╔══

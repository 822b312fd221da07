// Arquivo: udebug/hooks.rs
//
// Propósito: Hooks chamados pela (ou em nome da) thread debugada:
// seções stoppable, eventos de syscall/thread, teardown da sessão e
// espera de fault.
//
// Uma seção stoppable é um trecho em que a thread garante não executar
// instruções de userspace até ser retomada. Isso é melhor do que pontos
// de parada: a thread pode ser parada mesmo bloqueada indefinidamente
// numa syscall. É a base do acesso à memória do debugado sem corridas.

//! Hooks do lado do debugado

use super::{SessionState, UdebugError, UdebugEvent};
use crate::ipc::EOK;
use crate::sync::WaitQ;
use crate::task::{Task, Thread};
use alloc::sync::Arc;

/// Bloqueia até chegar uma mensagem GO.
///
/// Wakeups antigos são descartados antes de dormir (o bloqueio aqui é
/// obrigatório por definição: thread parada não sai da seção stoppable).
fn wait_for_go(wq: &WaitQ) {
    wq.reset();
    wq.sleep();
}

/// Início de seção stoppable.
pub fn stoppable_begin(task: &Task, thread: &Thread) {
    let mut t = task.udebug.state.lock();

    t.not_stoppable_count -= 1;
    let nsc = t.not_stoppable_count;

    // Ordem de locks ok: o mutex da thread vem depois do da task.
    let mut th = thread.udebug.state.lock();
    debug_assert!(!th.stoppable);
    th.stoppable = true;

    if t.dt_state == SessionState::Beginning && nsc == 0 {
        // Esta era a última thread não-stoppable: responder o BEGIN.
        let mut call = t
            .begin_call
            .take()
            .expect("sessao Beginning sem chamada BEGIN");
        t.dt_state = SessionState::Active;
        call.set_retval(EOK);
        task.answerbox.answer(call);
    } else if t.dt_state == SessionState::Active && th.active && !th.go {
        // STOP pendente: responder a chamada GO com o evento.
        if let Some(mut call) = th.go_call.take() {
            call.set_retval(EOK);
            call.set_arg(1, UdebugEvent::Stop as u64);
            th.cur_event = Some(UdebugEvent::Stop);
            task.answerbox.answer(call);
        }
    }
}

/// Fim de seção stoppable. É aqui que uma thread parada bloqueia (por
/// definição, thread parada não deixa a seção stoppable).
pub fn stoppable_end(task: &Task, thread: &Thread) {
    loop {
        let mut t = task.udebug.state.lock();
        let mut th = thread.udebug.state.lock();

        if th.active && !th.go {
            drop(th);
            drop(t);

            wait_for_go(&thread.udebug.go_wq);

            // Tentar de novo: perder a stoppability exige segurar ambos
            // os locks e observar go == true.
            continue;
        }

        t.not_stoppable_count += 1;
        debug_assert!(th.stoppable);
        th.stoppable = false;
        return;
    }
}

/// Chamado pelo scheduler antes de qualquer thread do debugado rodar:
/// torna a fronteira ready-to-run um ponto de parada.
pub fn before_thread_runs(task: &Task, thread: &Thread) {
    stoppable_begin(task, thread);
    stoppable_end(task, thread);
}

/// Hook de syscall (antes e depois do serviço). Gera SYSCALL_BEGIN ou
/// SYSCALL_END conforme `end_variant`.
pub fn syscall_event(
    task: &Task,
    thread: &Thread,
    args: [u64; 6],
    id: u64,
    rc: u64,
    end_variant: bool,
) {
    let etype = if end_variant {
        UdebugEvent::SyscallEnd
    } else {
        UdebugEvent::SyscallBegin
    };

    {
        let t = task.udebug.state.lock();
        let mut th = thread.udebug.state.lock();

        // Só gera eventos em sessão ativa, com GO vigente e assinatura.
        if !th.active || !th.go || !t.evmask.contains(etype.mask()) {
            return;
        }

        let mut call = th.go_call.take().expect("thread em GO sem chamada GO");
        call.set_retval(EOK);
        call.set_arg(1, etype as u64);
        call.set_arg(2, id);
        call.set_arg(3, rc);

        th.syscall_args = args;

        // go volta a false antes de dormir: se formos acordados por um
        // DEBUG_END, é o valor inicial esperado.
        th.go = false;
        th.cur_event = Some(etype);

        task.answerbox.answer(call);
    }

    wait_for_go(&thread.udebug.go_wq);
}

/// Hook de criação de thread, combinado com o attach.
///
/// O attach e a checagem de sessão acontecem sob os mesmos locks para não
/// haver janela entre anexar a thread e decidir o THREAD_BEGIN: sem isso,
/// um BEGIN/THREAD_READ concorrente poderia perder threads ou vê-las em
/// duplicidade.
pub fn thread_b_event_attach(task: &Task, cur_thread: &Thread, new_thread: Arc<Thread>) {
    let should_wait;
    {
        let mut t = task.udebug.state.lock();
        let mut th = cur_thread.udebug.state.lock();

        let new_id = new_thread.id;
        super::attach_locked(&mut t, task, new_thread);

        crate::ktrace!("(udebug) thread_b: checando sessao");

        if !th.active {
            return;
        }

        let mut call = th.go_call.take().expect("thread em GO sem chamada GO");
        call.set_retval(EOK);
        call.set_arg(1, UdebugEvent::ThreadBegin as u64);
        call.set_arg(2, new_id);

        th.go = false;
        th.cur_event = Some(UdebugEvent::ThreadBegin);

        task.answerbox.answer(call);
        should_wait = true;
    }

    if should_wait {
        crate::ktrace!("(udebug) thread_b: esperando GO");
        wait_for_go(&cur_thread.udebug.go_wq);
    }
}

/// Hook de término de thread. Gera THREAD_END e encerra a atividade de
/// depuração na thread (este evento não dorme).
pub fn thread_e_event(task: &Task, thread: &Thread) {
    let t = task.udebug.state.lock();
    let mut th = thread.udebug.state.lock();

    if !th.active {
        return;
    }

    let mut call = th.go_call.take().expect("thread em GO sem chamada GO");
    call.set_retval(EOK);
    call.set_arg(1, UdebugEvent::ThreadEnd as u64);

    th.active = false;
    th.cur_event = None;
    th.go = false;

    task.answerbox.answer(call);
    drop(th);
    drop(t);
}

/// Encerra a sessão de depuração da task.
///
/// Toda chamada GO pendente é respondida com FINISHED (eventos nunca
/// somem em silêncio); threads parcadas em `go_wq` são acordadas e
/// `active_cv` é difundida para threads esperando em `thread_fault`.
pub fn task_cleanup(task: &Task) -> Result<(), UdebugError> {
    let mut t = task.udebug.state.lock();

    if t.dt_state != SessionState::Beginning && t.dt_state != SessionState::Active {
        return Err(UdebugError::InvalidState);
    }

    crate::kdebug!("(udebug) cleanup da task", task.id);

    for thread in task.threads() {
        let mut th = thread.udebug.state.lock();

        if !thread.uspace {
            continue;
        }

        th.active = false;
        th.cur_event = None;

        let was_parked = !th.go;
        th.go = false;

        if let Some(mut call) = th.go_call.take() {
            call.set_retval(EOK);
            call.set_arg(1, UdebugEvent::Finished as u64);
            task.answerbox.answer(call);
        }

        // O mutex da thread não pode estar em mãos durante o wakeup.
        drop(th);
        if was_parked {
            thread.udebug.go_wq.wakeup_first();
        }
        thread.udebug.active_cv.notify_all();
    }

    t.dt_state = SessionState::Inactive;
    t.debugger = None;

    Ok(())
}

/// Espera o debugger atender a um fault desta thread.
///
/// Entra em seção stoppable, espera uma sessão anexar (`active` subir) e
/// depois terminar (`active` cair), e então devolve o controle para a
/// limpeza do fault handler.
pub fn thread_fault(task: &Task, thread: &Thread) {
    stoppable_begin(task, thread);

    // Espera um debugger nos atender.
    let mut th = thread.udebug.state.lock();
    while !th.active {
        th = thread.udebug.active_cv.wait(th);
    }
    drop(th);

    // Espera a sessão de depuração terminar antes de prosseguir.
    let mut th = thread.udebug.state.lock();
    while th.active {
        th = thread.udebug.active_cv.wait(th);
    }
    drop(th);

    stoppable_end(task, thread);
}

╚══

→ Assignment:
How many lines of the entries contain the string "true"? Answer with a number and no other words.

→ Answer below:
3